- [The problem] Below are the records; copy out every line that holds the word "else".
# # # #
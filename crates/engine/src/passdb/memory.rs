// SPDX-License-Identifier: BUSL-1.1
// Copyright (c) 2026 Alfred Jean LLC

//! In-memory reference passdb: non-blocking, backed by a `HashMap` of
//! scheme-tagged stored passwords. Used by tests and as the reference
//! implementation of the `Passdb` trait (spec.md §1 Non-goals exclude real
//! backends, not the trait contract itself).

use std::collections::HashMap;

use parking_lot::RwLock;

use crate::error::PassdbError;
use crate::scheme::{resolve_scheme, SchemeRegistry};

use super::{Passdb, PassdbResult, StoredCredential};

pub struct MemoryPassdb {
    users: RwLock<HashMap<String, String>>,
    schemes: SchemeRegistry,
    default_scheme: &'static str,
}

impl MemoryPassdb {
    pub fn new() -> MemoryPassdb {
        MemoryPassdb {
            users: RwLock::new(HashMap::new()),
            schemes: SchemeRegistry::new(),
            default_scheme: "PLAIN",
        }
    }

    /// Inserts a user with a stored password value, tagged or untagged
    /// (untagged values fall back to `default_scheme`).
    pub fn insert(&self, user: impl Into<String>, stored: impl Into<String>) {
        self.users.write().insert(user.into(), stored.into());
    }
}

impl Default for MemoryPassdb {
    fn default() -> Self {
        Self::new()
    }
}

#[async_trait::async_trait]
impl Passdb for MemoryPassdb {
    fn kind(&self) -> &'static str {
        "memory"
    }

    fn is_blocking(&self) -> bool {
        false
    }

    async fn verify_plain(&self, user: &str, password: &str) -> Result<PassdbResult, PassdbError> {
        let stored = self.users.read().get(user).cloned();
        let Some(stored) = stored else {
            return Ok(PassdbResult::UserUnknown);
        };
        let (scheme_name, encoded) = resolve_scheme(&stored, self.default_scheme);
        let Some(scheme) = self.schemes.get(scheme_name) else {
            return Err(PassdbError::Tempfail(format!("unknown scheme {scheme_name:?}")));
        };
        if scheme.verify(password, encoded) {
            Ok(PassdbResult::Ok { extra: Vec::new() })
        } else {
            Ok(PassdbResult::Mismatch)
        }
    }

    async fn lookup_credentials(&self, user: &str) -> Result<Option<StoredCredential>, PassdbError> {
        let stored = self.users.read().get(user).cloned();
        Ok(stored.map(|s| {
            let (scheme, encoded) = resolve_scheme(&s, self.default_scheme);
            StoredCredential { scheme: scheme.to_string(), encoded: encoded.to_string() }
        }))
    }
}

#[cfg(test)]
mod tests {
    use super::*;

    #[tokio::test]
    async fn verifies_plaintext_stored_password() {
        let passdb = MemoryPassdb::new();
        passdb.insert("alice", "secret");
        assert_eq!(
            passdb.verify_plain("alice", "secret").await.unwrap(),
            PassdbResult::Ok { extra: Vec::new() }
        );
        assert_eq!(passdb.verify_plain("alice", "wrong").await.unwrap(), PassdbResult::Mismatch);
    }

    #[tokio::test]
    async fn unknown_user_is_reported_distinctly() {
        let passdb = MemoryPassdb::new();
        assert_eq!(passdb.verify_plain("ghost", "x").await.unwrap(), PassdbResult::UserUnknown);
    }

    #[tokio::test]
    async fn lookup_credentials_resolves_scheme_tag() {
        let passdb = MemoryPassdb::new();
        passdb.insert("alice", "{SSHA256}abc");
        let cred = passdb.lookup_credentials("alice").await.unwrap().unwrap();
        assert_eq!(cred.scheme, "SSHA256");
        assert_eq!(cred.encoded, "abc");
    }
}
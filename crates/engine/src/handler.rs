// SPDX-License-Identifier: BUSL-1.1
// Copyright (c) 2026 Alfred Jean LLC

//! Per-connection request handler arena (spec.md §4.4): tracks in-flight
//! `AuthRequest`s by id, dispatches `AUTH`/`CONT`/`CANCEL`, and decides
//! between an immediate reply and enqueueing on the failure-delay queue.

use std::collections::HashMap;
use std::time::Instant;

use authd_core::{ConnectionId, RequestId};
use authd_wire::{ClientReply, ProtocolError};

use crate::error::PassdbError;
use crate::mechanisms::{AuthMethod, MechOutcome, MechStepResult, MechanismState};
use crate::passdb::{Passdb, PassdbResult};
use crate::runtime::Runtime;

use crate::mechanisms::cram_md5::expected_digest;
use crate::failure_delay::DelayedReply;

struct AuthRequest {
    mechanism: &'static str,
    state: Box<dyn MechanismState>,
    created_at: Instant,
}

/// Result of handling one client-protocol line.
pub enum HandlerOutcome {
    /// Send this line back immediately.
    Reply(ClientReply),
    /// The reply was pushed onto the runtime's failure-delay queue; the
    /// daemon's timer loop will deliver it later.
    Delayed,
}

pub struct ConnectionHandler {
    connection: ConnectionId,
    arena: HashMap<RequestId, AuthRequest>,
}

impl ConnectionHandler {
    pub fn new(connection: ConnectionId) -> ConnectionHandler {
        ConnectionHandler { connection, arena: HashMap::new() }
    }

    pub fn in_flight(&self) -> usize {
        self.arena.len()
    }

    pub async fn handle_auth(
        &mut self,
        runtime: &Runtime,
        now: Instant,
        id: RequestId,
        mechanism: &str,
        fields: &[(String, String)],
    ) -> Result<HandlerOutcome, ProtocolError> {
        if self.arena.contains_key(&id) {
            return Err(ProtocolError::DuplicateRequestId(id.0));
        }

        let mechanism_obj = match runtime.mechanisms.get(mechanism) {
            Ok(m) => m,
            Err(_) => {
                // Unknown mechanism still goes through the failure-delay
                // path (SPEC_FULL.md §7's Open Question resolution).
                return Ok(self.delay_fail(runtime, now, id, Vec::new()));
            }
        };
        let mut state = mechanism_obj.create();

        let resp = fields.iter().find(|(k, _)| k == "resp").map(|(_, v)| v.as_str());
        let step_result = match resp {
            Some(initial) => {
                let initial_bytes =
                    base64::Engine::decode(&base64::engine::general_purpose::STANDARD, initial)
                        .unwrap_or_default();
                state.step(&initial_bytes)
            }
            // No "resp" field at all: server-first mechanisms (LOGIN) get a
            // chance to emit their first prompt instead of having an empty
            // slice mistaken for client input (client-first mechanisms fall
            // back to stepping with an empty slice, same as before).
            None => state.initial(),
        };
        self.dispatch_step(runtime, now, id, mechanism_obj.name(), state, step_result).await
    }

    pub async fn handle_cont(
        &mut self,
        runtime: &Runtime,
        now: Instant,
        id: RequestId,
        data: &[u8],
    ) -> Result<HandlerOutcome, ProtocolError> {
        let Some(mut request) = self.arena.remove(&id) else {
            return Err(ProtocolError::UnknownRequestId(id.0));
        };
        let step_result = request.state.step(data);
        self.dispatch_step(runtime, now, id, request.mechanism, request.state, step_result).await
    }

    pub fn handle_cancel(&mut self, id: RequestId) {
        self.arena.remove(&id);
    }

    async fn dispatch_step(
        &mut self,
        runtime: &Runtime,
        now: Instant,
        id: RequestId,
        mechanism: &'static str,
        state: Box<dyn MechanismState>,
        step_result: MechStepResult,
    ) -> Result<HandlerOutcome, ProtocolError> {
        match step_result {
            MechStepResult::Continue(bytes) => {
                self.arena.insert(id, AuthRequest { mechanism, state, created_at: now });
                Ok(HandlerOutcome::Reply(ClientReply::Cont { id, data: bytes }))
            }
            MechStepResult::Done(outcome) => Ok(self.resolve_outcome(runtime, now, id, outcome).await),
        }
    }

    async fn resolve_outcome(
        &mut self,
        runtime: &Runtime,
        now: Instant,
        id: RequestId,
        outcome: MechOutcome,
    ) -> HandlerOutcome {
        match outcome {
            MechOutcome::Failure => self.delay_fail(runtime, now, id, Vec::new()),
            MechOutcome::InternalError(reason) => {
                self.delay_fail(runtime, now, id, vec![("reason".to_string(), reason.to_string())])
            }
            MechOutcome::Authenticate { authzid, authcid, method } => {
                match self.check_credentials(runtime, &authcid, &method).await {
                    Ok(PassdbResult::Ok { extra }) => {
                        let mut fields = vec![("user".to_string(), authzid)];
                        fields.extend(extra);
                        HandlerOutcome::Reply(ClientReply::Ok { id, fields })
                    }
                    Ok(PassdbResult::Mismatch) | Ok(PassdbResult::UserUnknown) => {
                        self.delay_fail(runtime, now, id, vec![("user".to_string(), authzid)])
                    }
                    Err(PassdbError::Tempfail(_)) => {
                        HandlerOutcome::Reply(ClientReply::Fail {
                            id,
                            fields: vec![("temp".to_string(), "1".to_string())],
                        })
                    }
                    Err(_) => self.delay_fail(runtime, now, id, Vec::new()),
                }
            }
        }
    }

    async fn check_credentials(
        &self,
        runtime: &Runtime,
        user: &str,
        method: &AuthMethod,
    ) -> Result<PassdbResult, PassdbError> {
        let Some(passdb) = runtime.passdbs.primary() else {
            return Err(PassdbError::Tempfail("no passdb configured".to_string()));
        };
        match method {
            AuthMethod::Plain { password } => passdb.verify_plain(user, password).await,
            AuthMethod::NoCredentials => Ok(PassdbResult::Ok { extra: Vec::new() }),
            AuthMethod::Response { challenge, digest } => {
                let Some(stored) = passdb.lookup_credentials(user).await? else {
                    return Ok(PassdbResult::UserUnknown);
                };
                if stored.scheme != "PLAIN" {
                    // CRAM-MD5 needs the plaintext-equivalent password; a
                    // salted scheme can't reproduce it.
                    return Ok(PassdbResult::Mismatch);
                }
                let expected = expected_digest(&stored.encoded, challenge);
                if &expected == digest {
                    Ok(PassdbResult::Ok { extra: Vec::new() })
                } else {
                    Ok(PassdbResult::Mismatch)
                }
            }
        }
    }

    fn delay_fail(
        &self,
        runtime: &Runtime,
        now: Instant,
        id: RequestId,
        fields: Vec<(String, String)>,
    ) -> HandlerOutcome {
        runtime.failure_delay.push(
            now,
            DelayedReply {
                connection: self.connection,
                request_id: id,
                reply: ClientReply::Fail { id, fields },
            },
        );
        HandlerOutcome::Delayed
    }
}

#[cfg(test)]
mod tests {
    use super::*;
    use crate::passdb::MemoryPassdb;
    use crate::passdb::PassdbRegistry;
    use crate::runtime::RuntimeConfig;
    use std::time::Duration;

    fn test_runtime() -> Runtime {
        let mut passdbs = PassdbRegistry::new();
        let memory = MemoryPassdb::new();
        memory.insert("alice", "secret");
        passdbs.register(Box::new(memory));
        Runtime::new(passdbs, RuntimeConfig::default())
    }

    #[tokio::test]
    async fn plain_success_replies_ok_immediately() {
        let runtime = test_runtime();
        let mut handler = ConnectionHandler::new(authd_core::ConnectionId::generator().next());
        let now = Instant::now();
        let resp = base64::Engine::encode(
            &base64::engine::general_purpose::STANDARD,
            b"\0alice\0secret",
        );
        let outcome = handler
            .handle_auth(&runtime, now, RequestId(1), "PLAIN", &[("resp".to_string(), resp)])
            .await
            .unwrap();
        assert!(matches!(outcome, HandlerOutcome::Reply(ClientReply::Ok { .. })));
        assert_eq!(handler.in_flight(), 0);
    }

    #[tokio::test]
    async fn plain_mismatch_is_delayed() {
        let runtime = test_runtime();
        let mut handler = ConnectionHandler::new(authd_core::ConnectionId::generator().next());
        let now = Instant::now();
        let resp = base64::Engine::encode(
            &base64::engine::general_purpose::STANDARD,
            b"\0alice\0wrong",
        );
        let outcome = handler
            .handle_auth(&runtime, now, RequestId(1), "PLAIN", &[("resp".to_string(), resp)])
            .await
            .unwrap();
        assert!(matches!(outcome, HandlerOutcome::Delayed));
        assert_eq!(runtime.failure_delay.len(), 1);
    }

    #[tokio::test]
    async fn duplicate_request_id_is_rejected() {
        let runtime = test_runtime();
        let mut handler = ConnectionHandler::new(authd_core::ConnectionId::generator().next());
        let now = Instant::now();
        handler.handle_auth(&runtime, now, RequestId(1), "LOGIN", &[]).await.unwrap();
        let err = handler.handle_auth(&runtime, now, RequestId(1), "LOGIN", &[]).await.unwrap_err();
        assert!(matches!(err, ProtocolError::DuplicateRequestId(1)));
    }

    #[tokio::test]
    async fn cancel_removes_in_flight_request_silently() {
        let runtime = test_runtime();
        let mut handler = ConnectionHandler::new(authd_core::ConnectionId::generator().next());
        let now = Instant::now();
        handler.handle_auth(&runtime, now, RequestId(1), "LOGIN", &[]).await.unwrap();
        assert_eq!(handler.in_flight(), 1);
        handler.handle_cancel(RequestId(1));
        assert_eq!(handler.in_flight(), 0);
    }

    #[tokio::test]
    async fn unknown_mechanism_is_delayed_not_rejected_outright() {
        let runtime = test_runtime();
        let mut handler = ConnectionHandler::new(authd_core::ConnectionId::generator().next());
        let now = Instant::now();
        let outcome =
            handler.handle_auth(&runtime, now, RequestId(1), "GSSAPI", &[]).await.unwrap();
        assert!(matches!(outcome, HandlerOutcome::Delayed));
    }

    #[tokio::test]
    async fn cram_md5_handshake_succeeds_against_plain_stored_password() {
        let runtime = test_runtime();
        let mut handler = ConnectionHandler::new(authd_core::ConnectionId::generator().next());
        let now = Instant::now();
        let outcome =
            handler.handle_auth(&runtime, now, RequestId(1), "CRAM-MD5", &[]).await.unwrap();
        let challenge = match outcome {
            HandlerOutcome::Reply(ClientReply::Cont { data, .. }) => data,
            _ => panic!("expected a challenge"),
        };
        let digest = expected_digest("secret", &challenge);
        let response = format!("alice {}", digest.iter().map(|b| format!("{b:02x}")).collect::<String>());
        let outcome = handler.handle_cont(&runtime, now, RequestId(1), response.as_bytes()).await.unwrap();
        assert!(matches!(outcome, HandlerOutcome::Reply(ClientReply::Ok { .. })));
    }

    #[tokio::test]
    async fn login_with_no_initial_response_prompts_for_username_first() {
        let runtime = test_runtime();
        let mut handler = ConnectionHandler::new(authd_core::ConnectionId::generator().next());
        let now = Instant::now();
        let outcome = handler.handle_auth(&runtime, now, RequestId(1), "LOGIN", &[]).await.unwrap();
        let prompt = match outcome {
            HandlerOutcome::Reply(ClientReply::Cont { data, .. }) => data,
            _ => panic!("expected a username prompt"),
        };
        assert_eq!(prompt, b"Username:");

        let outcome =
            handler.handle_cont(&runtime, now, RequestId(1), b"alice").await.unwrap();
        let prompt = match outcome {
            HandlerOutcome::Reply(ClientReply::Cont { data, .. }) => data,
            _ => panic!("expected a password prompt"),
        };
        assert_eq!(prompt, b"Password:");

        let outcome =
            handler.handle_cont(&runtime, now, RequestId(1), b"secret").await.unwrap();
        assert!(matches!(outcome, HandlerOutcome::Reply(ClientReply::Ok { .. })));
    }

    #[tokio::test]
    async fn login_mismatch_reports_the_attempted_user() {
        let runtime = test_runtime();
        let mut handler = ConnectionHandler::new(authd_core::ConnectionId::generator().next());
        let now = Instant::now();
        handler.handle_auth(&runtime, now, RequestId(1), "LOGIN", &[]).await.unwrap();
        handler.handle_cont(&runtime, now, RequestId(1), b"alice").await.unwrap();
        handler.handle_cont(&runtime, now, RequestId(1), b"wrong").await.unwrap();

        let delayed = runtime.failure_delay.drain_ready(now + Duration::from_secs(10));
        let reply = delayed.into_iter().next().unwrap().reply;
        match reply {
            ClientReply::Fail { fields, .. } => {
                assert_eq!(fields, vec![("user".to_string(), "alice".to_string())]);
            }
            other => panic!("expected a FAIL reply, got {other:?}"),
        }
    }

    #[tokio::test]
    async fn unknown_continuation_id_is_a_protocol_error() {
        let runtime = test_runtime();
        let mut handler = ConnectionHandler::new(authd_core::ConnectionId::generator().next());
        let now = Instant::now();
        let err = handler.handle_cont(&runtime, now, RequestId(99), b"x").await.unwrap_err();
        assert!(matches!(err, ProtocolError::UnknownRequestId(99)));
    }

    #[test]
    fn failure_delay_default_matches_spec() {
        let runtime = test_runtime();
        assert_eq!(runtime.config.failure_delay, Duration::from_secs(2));
    }

    proptest::proptest! {
        // spec.md §8 invariant 1: every AUTH either resolves to a terminal
        // reply (here, immediately for PLAIN) or is delayed — it never
        // leaves the request arena occupied once `handle_auth` returns.
        #[test]
        fn plain_auth_always_reaches_a_terminal_outcome(password in "[a-zA-Z0-9]{0,16}") {
            let rt = tokio::runtime::Runtime::new().unwrap();
            rt.block_on(async {
                let runtime = test_runtime();
                let mut handler = ConnectionHandler::new(authd_core::ConnectionId::generator().next());
                let resp = base64::Engine::encode(
                    &base64::engine::general_purpose::STANDARD,
                    format!("\0alice\0{password}").as_bytes(),
                );
                let outcome = handler
                    .handle_auth(&runtime, Instant::now(), RequestId(1), "PLAIN", &[("resp".to_string(), resp)])
                    .await
                    .unwrap();
                prop_assert!(matches!(outcome, HandlerOutcome::Reply(_) | HandlerOutcome::Delayed));
                prop_assert_eq!(handler.in_flight(), 0);
                Ok(())
            })?;
        }
    }
}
# # # #
- [Answer space]
        let Some(stored) = stored else {
        let Some(scheme) = self.schemes.get(scheme_name) else {
        } else {
        let Some(mut request) = self.arena.remove(&id) else {
        let Some(passdb) = runtime.passdbs.primary() else {
                let Some(stored) = passdb.lookup_credentials(user).await? else {
                } else {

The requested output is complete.